PROMPT: Find where "fn home_dir() ->" appears in the records below, then return that line and every later line exactly, stopping only at the last line.

[Collected data]
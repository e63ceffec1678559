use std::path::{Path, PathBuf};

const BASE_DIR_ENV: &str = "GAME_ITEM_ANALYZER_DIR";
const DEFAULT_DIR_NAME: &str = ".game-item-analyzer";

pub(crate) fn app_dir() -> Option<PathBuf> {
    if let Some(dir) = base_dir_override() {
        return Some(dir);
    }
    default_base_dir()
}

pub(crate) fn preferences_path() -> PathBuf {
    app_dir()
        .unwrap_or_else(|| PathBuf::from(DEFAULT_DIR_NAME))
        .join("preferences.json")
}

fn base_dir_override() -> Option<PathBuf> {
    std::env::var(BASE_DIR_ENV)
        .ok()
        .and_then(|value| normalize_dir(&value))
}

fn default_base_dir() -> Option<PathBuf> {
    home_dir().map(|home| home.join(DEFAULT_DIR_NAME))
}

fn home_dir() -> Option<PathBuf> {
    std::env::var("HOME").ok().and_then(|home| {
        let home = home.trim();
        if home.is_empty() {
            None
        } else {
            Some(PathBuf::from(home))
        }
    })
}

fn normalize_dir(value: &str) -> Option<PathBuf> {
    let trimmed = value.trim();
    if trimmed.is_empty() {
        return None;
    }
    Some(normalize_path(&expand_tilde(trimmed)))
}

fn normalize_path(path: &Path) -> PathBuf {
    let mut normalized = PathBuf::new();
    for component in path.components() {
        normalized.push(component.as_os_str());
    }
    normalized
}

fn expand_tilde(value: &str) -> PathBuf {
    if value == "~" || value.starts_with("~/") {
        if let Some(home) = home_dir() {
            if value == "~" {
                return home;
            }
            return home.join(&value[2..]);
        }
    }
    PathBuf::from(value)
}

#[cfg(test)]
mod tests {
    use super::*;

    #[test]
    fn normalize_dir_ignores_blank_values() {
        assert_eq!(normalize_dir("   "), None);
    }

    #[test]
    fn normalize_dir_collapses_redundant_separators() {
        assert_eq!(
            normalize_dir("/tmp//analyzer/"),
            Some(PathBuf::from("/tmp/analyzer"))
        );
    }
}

SOLUTION TO THE PROBLEM:
fn home_dir() -> Option<PathBuf> {
    std::env::var("HOME").ok().and_then(|home| {
        let home = home.trim();
        if home.is_empty() {
            None
        } else {
            Some(PathBuf::from(home))
        }
    })
}

fn normalize_dir(value: &str) -> Option<PathBuf> {
    let trimmed = value.trim();
    if trimmed.is_empty() {
        return None;
    }
    Some(normalize_path(&expand_tilde(trimmed)))
}

fn normalize_path(path: &Path) -> PathBuf {
    let mut normalized = PathBuf::new();
    for component in path.components() {
        normalized.push(component.as_os_str());
    }
    normalized
}

fn expand_tilde(value: &str) -> PathBuf {
    if value == "~" || value.starts_with("~/") {
        if let Some(home) = home_dir() {
            if value == "~" {
                return home;
            }
            return home.join(&value[2..]);
        }
    }
    PathBuf::from(value)
}

#[cfg(test)]
mod tests {
    use super::*;

    #[test]
    fn normalize_dir_ignores_blank_values() {
        assert_eq!(normalize_dir("   "), None);
    }

    #[test]
    fn normalize_dir_collapses_redundant_separators() {
        assert_eq!(
            normalize_dir("/tmp//analyzer/"),
            Some(PathBuf::from("/tmp/analyzer"))
        );
    }
}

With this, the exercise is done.